Não percebo porque dizes ser insuficiente.

Adão
Tal como o Paulo referiu, terás que colocar Rocha viva (mesmo que pouca) para colonizar a rocha morta.
Quanto mais rocha viva colocares mais rápido será o ciclo, tirando isso não vejo inconveniente.

As 2 vortech serão tambem mais que suficientes.

Cps
Gil

Cps
Gil

----------


## Adão Pesqueira

Obrigado a ambos.

Rocha para já só mesmo morta, a quando do enchimento do aqua irei adquirir rocha viva. 
Esta rocha que tenho vai servir para estruturar o layout são basicamente reefplates.

Quanto ao resto o que aconselham??

cumps
Adão

----------


## Adão Pesqueira

Bem! hoje chegaram as bombas.... a vortech..... é ***** :EEK!:  
A sun sun parece ter evoluido relativamente as anteriores, novos veios....

Estou com menos uma dor de cabeça.

próximo passo... aquario e termostatos e depois provavelmente a montagem.

vai ser o meu presente de  :Xmascheers:  .

----------


## André Nunes

hehe,  omeu presente de natal é uma clha com 3 lampadas t5 para o meu de 80 litros.
mesmo sem termostato ,  podes meter ja a agua a ciclar, a rocha viva nao morre,  e os eremitas tambem nao!

----------


## Adão Pesqueira

Ainda falta o aquario..... :Coradoeolhos:  mas deve chegar ate final do ano.
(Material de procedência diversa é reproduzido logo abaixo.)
//! Error types for the scoring core.
//!
//! Provider failures are recovered inside each scoring branch; only
//! configuration and input errors reach the caller of the orchestrator.

use std::time::Duration;

use async_openai::error::OpenAIError;
use thiserror::Error;

use crate::models::VerifierType;

/// Errors from an upstream model provider (chat or embeddings).
#[derive(Debug, Error)]
pub enum ProviderError {
    /// Transport failure or server-side error; worth another attempt
    #[error("{operation} request failed: {message}")]
    Request { operation: String, message: String },

    /// The provider refused the request itself, e.g. bad input or credentials
    #[error("{operation} rejected by provider: {message}")]
    Rejected { operation: String, message: String },

    #[error("{operation} timed out after {after:?}")]
    Timeout { operation: String, after: Duration },

    #[error("{operation} returned an empty response")]
    EmptyResponse { operation: String },

    #[error("missing API key: environment variable {0} not found")]
    MissingApiKey(String),
}

impl ProviderError {
    /// Whether another attempt may succeed.
    pub fn is_retryable(&self) -> bool {
        matches!(self, Self::Request { .. } | Self::Timeout { .. })
    }

    /// Classify an `async-openai` failure.
    ///
    /// API errors whose type or code marks a client-side problem are
    /// rejections. Transport and server failures stay retryable.
    pub(crate) fn from_openai(operation: &str, err: OpenAIError) -> Self {
        let rejected = match &err {
            OpenAIError::ApiError(api) => {
                api.r#type.as_deref().is_some_and(|kind| REJECTED_TYPES.contains(&kind))
                    || api.code.as_deref().is_some_and(|code| REJECTED_CODES.contains(&code))
            }
            OpenAIError::Reqwest(e) => e
                .status()
                .is_some_and(|status| status.is_client_error() && status.as_u16() != 429),
            OpenAIError::JSONDeserialize(_) | OpenAIError::StreamError(_) => false,
            OpenAIError::InvalidArgument(_)
            | OpenAIError::FileSaveError(_)
            | OpenAIError::FileReadError(_) => true,
        };

        let operation = operation.to_string();
        let message = err.to_string();
        if rejected {
            Self::Rejected { operation, message }
        } else {
            Self::Request { operation, message }
        }
    }
}

const REJECTED_TYPES: &[&str] = &[
    "invalid_request_error",
    "authentication_error",
    "permission_error",
    "not_found_error",
    "insufficient_quota",
];

const REJECTED_CODES: &[&str] = &[
    "invalid_api_key",
    "model_not_found",
    "insufficient_quota",
    "context_length_exceeded",
];

/// Errors from the embedding engine.
#[derive(Debug, Error)]
pub enum EmbeddingError {
    #[error(transparent)]
    Provider(#[from] ProviderError),

    #[error("no embedding produced for input {index}")]
    MissingEmbedding { index: usize },
}

/// Errors surfaced by the scoring pipeline.
#[derive(Debug, Error)]
pub enum ScoringError {
    #[error(transparent)]
    Provider(#[from] ProviderError),

    #[error(transparent)]
    Embedding(#[from] EmbeddingError),

    #[error("failed to parse judge response: {reason}")]
    Parse { reason: String },

    #[error("no verifier registered for type {0}")]
    UnregisteredVerifier(VerifierType),

    #[error("invalid challenge: {reason}")]
    InvalidChallenge { reason: String },
}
Ai sim e mesmo que faltem algumas coisas, vou enche-lo para começar a ciclar agua.
Cumps

----------


## Adão Pesqueira

Para um aquario desta capacidade, qual a capacidade da bomba de reposição aconselhada? 3000l/h serão suficentes?

Cumps

----------


## Manuel Faria

viva

Eu tenho um aqua mais ou menos com as dimensões do teu( 125x55x60) e tenho 2800 no retorno. 

Penso que é ao retorno que te referes quando falas em reposição :Admirado:

----------


## Adão Pesqueira

Isso mesmo, desculpa.

já agora que bomba aconselhas?
Estava muito vocacionado para uma ATI ou uma Aquabee, mas hoje vi umas EHEIM compactas 3000l/h muito maneirinhas COMPACTAS relativamente à concorrência são quase metade do tamanho. Que vos parece?

Cumps



> viva
> 
> Eu tenho um aqua mais ou menos com as dimensões do teu( 125x55x60) e tenho 2800 no retorno. 
> 
> Penso que é ao retorno que te referes quando falas em reposição

----------


## Manuel Faria

viva

Bombas há muitas. Depende do que queiras gastar. Deves saber se a queres fora ou dentro da águs, se faz ruido etc. A EHEIM é de certeza uma boa bomba.
Eu tenho no retorno uma new jet de 2800 e e uma aqua bee no escumador e estou satisfeito com ambas na questão do ruido.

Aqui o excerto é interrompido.